Home Study Benefits
"The home study was a really good opportunity to touch on some stuff that we otherwise might not have, or that might not have come up until later," says Barbara, 37, a Framingham, Massachusetts, mother whose adopted daughter is 20 months old (she asked that her last name not be used). She and her husband talked about topics like when they would return to work and how they would handle discipline.
"As long as the applicants are honest, [the home study] really helps the social workers get at least a glance at the background, including childhood, adolescence, relationship history, and intentions, behind the prospective parents," says Jenean Hoffman, 40, of Roseville, California. She and her husband, Robert, 39, and their five-year-old son, Ethan, will soon be adding Leilani, age two and also from Roseville, to the family. "The history part is important to see if there are triggers that may either help a child to relate to an adoptive parent, or hinder the parent in dealing with his or her own issues."
Although it can be nerve-wracking to be under the microscope, adoption social workers aren't out to prevent you from adopting. On the contrary, they are hoping to place a child in your family. "If you're stable within fairly clear parameters, most people can adopt," says Mary Angel Blount, 45, of Morgantown, West Virginia, who adopted daughter Olivia, now two, as a newborn.
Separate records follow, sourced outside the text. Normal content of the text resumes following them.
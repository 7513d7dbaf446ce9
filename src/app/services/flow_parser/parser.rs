//! Flow file parsing orchestration
//!
//! Drives the row parser and group accumulator over one file's lines in
//! order, collecting every field-level error without aborting, and decides
//! after the scan whether the file's contents are trustworthy enough to
//! persist. Parsing one file is strictly sequential: the accumulator's
//! state depends on line order.

use std::path::Path;

use tracing::{debug, info, warn};

use super::accumulator::{EnergyReadingGroup, GroupAccumulator};
use super::codec::FieldError;
use super::records::{
    Footer, Header, MeterReadingType, MpanCore, RegisterReading, SiteVisit, ValidationResult,
};
use super::row::{RecordTag, Row};
use super::stats::ParseStats;
use crate::app::models::FlowFileMetadata;
use crate::{Error, Result};

/// One field-level failure, located by line and record tag
#[derive(Debug, Clone, PartialEq, Eq)]
pub struct RowError {
    /// 1-based line number within the file
    pub line: usize,
    /// Raw record-type tag of the offending row
    pub tag: String,
    pub source: FieldError,
}

impl std::fmt::Display for RowError {
    fn fmt(&self, f: &mut std::fmt::Formatter<'_>) -> std::fmt::Result {
        write!(f, "line {} ({}): {}", self.line, self.tag, self.source)
    }
}

/// The complete result of scanning one flow file
#[derive(Debug, Clone, Default)]
pub struct ParseOutcome {
    pub header: Option<Header>,
    pub footer: Option<Footer>,
    /// Accumulated groups, in file order
    pub groups: Vec<EnergyReadingGroup>,
    /// Every field-level error found anywhere in the file
    pub errors: Vec<RowError>,
    pub stats: ParseStats,
}

impl ParseOutcome {
    /// All-or-nothing commit rule: a file commits only if no field of any
    /// row failed validation
    pub fn is_committable(&self) -> bool {
        self.errors.is_empty()
    }

    /// File metadata, available only when header and footer both arrived
    pub fn metadata(&self) -> Option<FlowFileMetadata> {
        let header = self.header.as_ref()?;
        let footer = self.footer.as_ref()?;
        Some(FlowFileMetadata::from_header_and_footer(header, footer))
    }
}

/// Line-by-line parser for D0010 flow files
#[derive(Debug, Clone, Copy, Default)]
pub struct FlowFileParser;

impl FlowFileParser {
    pub fn new() -> Self {
        Self
    }

    /// Parse a flow file from disk
    ///
    /// I/O failures are reported to the caller; validation failures are
    /// not; they land in the outcome's error list so the whole file can
    /// be judged in one pass.
    pub fn parse_file(&self, path: &Path) -> Result<ParseOutcome> {
        info!("Parsing flow file: {}", path.display());
        let content = std::fs::read_to_string(path)
            .map_err(|e| Error::io(format!("failed to read {}", path.display()), e))?;
        let outcome = self.parse_content(&content);
        info!(
            "Parsed {}: {} groups, {} errors",
            path.display(),
            outcome.groups.len(),
            outcome.errors.len()
        );
        Ok(outcome)
    }

    /// Parse flow file content that is already in memory
    pub fn parse_content(&self, content: &str) -> ParseOutcome {
        let mut stats = ParseStats::new();
        let mut errors: Vec<RowError> = Vec::new();
        let mut header: Option<Header> = None;
        let mut footer: Option<Footer> = None;
        let mut accumulator = GroupAccumulator::new();

        for (index, raw_line) in content.lines().enumerate() {
            stats.lines_read += 1;
            let row = Row::split(index + 1, raw_line);
            let Some(tag) = row.tag() else {
                stats.rows_ignored += 1;
                if row.is_empty() {
                    debug!("line {}: skipping blank line", row.line());
                } else {
                    debug!("line {}: ignoring unrecognised tag '{}'", row.line(), row.raw_tag());
                }
                continue;
            };

            match tag {
                RecordTag::Header => match Header::from_row(&row) {
                    Ok(parsed) => {
                        stats.rows_parsed += 1;
                        header = Some(parsed);
                    }
                    Err(field_errors) => record_failure(&mut stats, &mut errors, &row, field_errors),
                },
                RecordTag::MpanCore => match MpanCore::from_row(&row) {
                    Ok(core) => {
                        stats.rows_parsed += 1;
                        accumulator.start_mpan(core);
                    }
                    Err(field_errors) => record_failure(&mut stats, &mut errors, &row, field_errors),
                },
                RecordTag::MpanSiteVisit => match SiteVisit::from_row(&row) {
                    Ok(visit) => {
                        stats.rows_parsed += 1;
                        accumulator.attach_mpan_site_visit(visit);
                    }
                    Err(field_errors) => record_failure(&mut stats, &mut errors, &row, field_errors),
                },
                RecordTag::MeterReadingType => match MeterReadingType::from_row(&row) {
                    Ok(reading_type) => {
                        stats.rows_parsed += 1;
                        accumulator.attach_meter_reading_type(reading_type);
                    }
                    Err(field_errors) => record_failure(&mut stats, &mut errors, &row, field_errors),
                },
                RecordTag::MeterReadingSiteVisit => match SiteVisit::from_row(&row) {
                    Ok(visit) => {
                        stats.rows_parsed += 1;
                        accumulator.attach_meter_reading_site_visit(visit);
                    }
                    Err(field_errors) => record_failure(&mut stats, &mut errors, &row, field_errors),
                },
                RecordTag::RegisterReading => match RegisterReading::from_row(&row) {
                    Ok(reading) => {
                        stats.rows_parsed += 1;
                        accumulator.attach_register_reading(reading);
                    }
                    Err(field_errors) => record_failure(&mut stats, &mut errors, &row, field_errors),
                },
                RecordTag::ValidationResult => match ValidationResult::from_row(&row) {
                    Ok(result) => {
                        stats.rows_parsed += 1;
                        accumulator.attach_validation_result(result);
                    }
                    Err(field_errors) => record_failure(&mut stats, &mut errors, &row, field_errors),
                },
                RecordTag::RegisterSiteVisit => match SiteVisit::from_row(&row) {
                    Ok(visit) => {
                        stats.rows_parsed += 1;
                        accumulator.attach_register_site_visit(visit);
                    }
                    Err(field_errors) => record_failure(&mut stats, &mut errors, &row, field_errors),
                },
                RecordTag::Footer => {
                    match Footer::from_row(&row) {
                        Ok(parsed) => {
                            stats.rows_parsed += 1;
                            footer = Some(parsed);
                        }
                        Err(field_errors) => {
                            record_failure(&mut stats, &mut errors, &row, field_errors)
                        }
                    }
                    // The footer terminates the scan whether or not its own
                    // fields validated; anything after it is expected to be
                    // blank or unrelated trailing content.
                    debug!("line {}: footer reached, stopping scan", row.line());
                    break;
                }
            }
        }

        if footer.is_none() {
            warn!("no footer found; file metadata will be incomplete");
        }

        let groups = accumulator.finish();
        stats.groups_built = groups.len();

        ParseOutcome {
            header,
            footer,
            groups,
            errors,
            stats,
        }
    }
}

fn record_failure(
    stats: &mut ParseStats,
    errors: &mut Vec<RowError>,
    row: &Row,
    field_errors: Vec<FieldError>,
) {
    stats.rows_failed += 1;
    for source in field_errors {
        warn!("line {} ({}): {}", row.line(), row.raw_tag(), source);
        errors.push(RowError {
            line: row.line(),
            tag: row.raw_tag().to_string(),
            source,
        });
    }
}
She admits that she was nervous before the social workers came because she and her husband were older (42 and 50 at the time), and their house was small and full of cat hair. "We thought, oh, we'll have to clean up our house and not curse, but that's just anxiety," she says. "They were very reassuring about it. They really want to encourage adoption."
Barbara agrees. "The social workers are not there to judge you, they're there to support you," she says.